Stored entries:
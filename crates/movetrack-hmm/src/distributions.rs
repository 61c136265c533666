//! State-dependent observation distributions
//!
//! Step lengths follow a gamma distribution parametrised by mean and standard
//! deviation, optionally inflated with a point mass at zero. Turning angles
//! follow a von Mises distribution on `[-π, π)`. A missing observation
//! contributes a density of one.

use movetrack_core::math::circular::wrap_angle;
use movetrack_core::math::distributions::{gamma_ln_pdf, gamma_shape_rate, von_mises_ln_pdf};
use movetrack_core::{Error, Result};
use rand::Rng;
use rand_distr::{Distribution, Gamma};
use serde::{Deserialize, Serialize};
use std::f64::consts::PI;
use std::fmt;

/// Gamma step-length distribution with optional zero mass
#[derive(Debug, Clone, Copy, PartialEq, Serialize, Deserialize)]
pub struct StepDistribution {
    /// Mean step length in metres
    pub mean: f64,
    /// Standard deviation of the step length in metres
    pub sd: f64,
    /// Probability of a zero-length step, when zero-inflated
    pub zero_mass: Option<f64>,
}

impl StepDistribution {
    pub fn gamma(mean: f64, sd: f64) -> Self {
        Self {
            mean,
            sd,
            zero_mass: None,
        }
    }

    pub fn zero_inflated(mean: f64, sd: f64, zero_mass: f64) -> Self {
        Self {
            mean,
            sd,
            zero_mass: Some(zero_mass),
        }
    }

    pub fn validate(&self) -> Result<()> {
        if !(self.mean > 0.0) || !self.mean.is_finite() {
            return Err(Error::not_positive("step mean", self.mean));
        }
        if !(self.sd > 0.0) || !self.sd.is_finite() {
            return Err(Error::not_positive("step sd", self.sd));
        }
        if let Some(z) = self.zero_mass {
            if !(z > 0.0 && z < 1.0) {
                return Err(Error::InvalidParameter(format!(
                    "zero mass must lie strictly between 0 and 1, got {z}"
                )));
            }
        }
        Ok(())
    }

    /// Log-density of a step length; `None` (missing) has density one
    pub fn ln_density(&self, step: Option<f64>) -> f64 {
        let Some(x) = step else {
            return 0.0;
        };
        let (shape, rate) = gamma_shape_rate(self.mean, self.sd);
        match self.zero_mass {
            Some(z) if x == 0.0 => z.ln(),
            Some(z) => (1.0 - z).ln() + gamma_ln_pdf(x, shape, rate),
            None if x == 0.0 => f64::NEG_INFINITY,
            None => gamma_ln_pdf(x, shape, rate),
        }
    }

    pub fn sample<R: Rng + ?Sized>(&self, rng: &mut R) -> Result<f64> {
        if let Some(z) = self.zero_mass {
            if rng.gen::<f64>() < z {
                return Ok(0.0);
            }
        }
        let (shape, rate) = gamma_shape_rate(self.mean, self.sd);
        let gamma = Gamma::new(shape, 1.0 / rate)
            .map_err(|e| Error::InvalidParameter(format!("gamma step distribution: {e}")))?;
        Ok(gamma.sample(rng))
    }
}

impl fmt::Display for StepDistribution {
    fn fmt(&self, f: &mut fmt::Formatter<'_>) -> fmt::Result {
        write!(f, "gamma(mean = {:.3}, sd = {:.3}", self.mean, self.sd)?;
        if let Some(z) = self.zero_mass {
            write!(f, ", zero mass = {z:.4}")?;
        }
        write!(f, ")")
    }
}

/// Von Mises turning-angle distribution
#[derive(Debug, Clone, Copy, PartialEq, Serialize, Deserialize)]
pub struct AngleDistribution {
    /// Mean direction in radians
    pub mean: f64,
    /// Concentration, zero for a uniform angle
    pub concentration: f64,
}

impl AngleDistribution {
    pub fn von_mises(mean: f64, concentration: f64) -> Self {
        Self {
            mean,
            concentration,
        }
    }

    pub fn validate(&self) -> Result<()> {
        if !self.mean.is_finite() {
            return Err(Error::InvalidParameter(format!(
                "angle mean must be finite, got {}",
                self.mean
            )));
        }
        if !(self.concentration >= 0.0) || !self.concentration.is_finite() {
            return Err(Error::InvalidParameter(format!(
                "angle concentration must be non-negative, got {}",
                self.concentration
            )));
        }
        Ok(())
    }

    pub fn ln_density(&self, angle: Option<f64>) -> f64 {
        match angle {
            Some(a) => von_mises_ln_pdf(a, self.mean, self.concentration),
            None => 0.0,
        }
    }

    /// Draw an angle with the Best & Fisher (1979) rejection sampler
    pub fn sample<R: Rng + ?Sized>(&self, rng: &mut R) -> f64 {
        let kappa = self.concentration;
        if kappa < 1e-8 {
            return rng.gen_range(-PI..PI);
        }
        let tau = 1.0 + (1.0 + 4.0 * kappa * kappa).sqrt();
        let rho = (tau - (2.0 * tau).sqrt()) / (2.0 * kappa);
        let r = (1.0 + rho * rho) / (2.0 * rho);

        loop {
            let u1: f64 = rng.gen();
            let z = (PI * u1).cos();
            let f = (1.0 + r * z) / (r + z);
            let c = kappa * (r - f);
            let u2: f64 = rng.gen();
            if c * (2.0 - c) > u2 || (c / u2).ln() + 1.0 >= c {
                let u3: f64 = rng.gen();
                let theta = if u3 > 0.5 { f.acos() } else { -f.acos() };
                return wrap_angle(self.mean + theta);
            }
        }
    }
}

impl fmt::Display for AngleDistribution {
    fn fmt(&self, f: &mut fmt::Formatter<'_>) -> fmt::Result {
        write!(
            f,
            "von Mises(mean = {:.3}, concentration = {:.3})",
            self.mean, self.concentration
        )
    }
}

#[cfg(test)]
mod tests {
    use super::*;
    use approx::assert_abs_diff_eq;
    use movetrack_core::math::circular::{circular_mean, mean_resultant_length};
    use rand::rngs::StdRng;
    use rand::SeedableRng;

    #[test]
    fn test_missing_observations_have_unit_density() {
        let step = StepDistribution::gamma(100.0, 50.0);
        let angle = AngleDistribution::von_mises(0.0, 2.0);
        assert_eq!(step.ln_density(None), 0.0);
        assert_eq!(angle.ln_density(None), 0.0);
    }

    #[test]
    fn test_zero_steps() {
        let plain = StepDistribution::gamma(100.0, 50.0);
        assert_eq!(plain.ln_density(Some(0.0)), f64::NEG_INFINITY);

        let inflated = StepDistribution::zero_inflated(100.0, 50.0, 0.1);
        assert_abs_diff_eq!(inflated.ln_density(Some(0.0)), 0.1f64.ln(), epsilon = 1e-12);
        assert_abs_diff_eq!(
            inflated.ln_density(Some(80.0)),
            0.9f64.ln() + plain.ln_density(Some(80.0)),
            epsilon = 1e-12
        );
    }

    #[test]
    fn test_exponential_special_case() {
        // mean == sd gives shape 1, an exponential with rate 1 / mean
        let step = StepDistribution::gamma(2.0, 2.0);
        assert_abs_diff_eq!(step.ln_density(Some(3.0)), (0.5f64).ln() - 1.5, epsilon = 1e-10);
    }

    #[test]
    fn test_validation() {
        assert!(StepDistribution::gamma(-1.0, 1.0).validate().is_err());
        assert!(StepDistribution::gamma(1.0, 0.0).validate().is_err());
        assert!(StepDistribution::zero_inflated(1.0, 1.0, 1.0).validate().is_err());
        assert!(AngleDistribution::von_mises(0.0, -0.5).validate().is_err());
        assert!(AngleDistribution::von_mises(0.0, 0.0).validate().is_ok());
    }

    #[test]
    fn test_samples_match_moments() {
        let mut rng = StdRng::seed_from_u64(42);
        let step = StepDistribution::gamma(200.0, 80.0);
        let draws: Vec<f64> = (0..20_000).map(|_| step.sample(&mut rng).unwrap()).collect();
        let mean = draws.iter().sum::<f64>() / draws.len() as f64;
        assert!((mean - 200.0).abs() < 5.0, "sample mean {mean}");

        let angle = AngleDistribution::von_mises(1.0, 4.0);
        let draws: Vec<f64> = (0..20_000).map(|_| angle.sample(&mut rng)).collect();
        assert!(draws.iter().all(|a| (-PI..PI).contains(a)));
        assert_abs_diff_eq!(circular_mean(&draws).unwrap(), 1.0, epsilon = 0.05);
        // A(4) = I1(4) / I0(4) ≈ 0.8635
        assert_abs_diff_eq!(mean_resultant_length(&draws), 0.8635, epsilon = 0.02);
    }
}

-- What this task involves --
Check each line of the records above for the word "collect" and report how many lines have it, as a number only.

-- Exercise solution --
2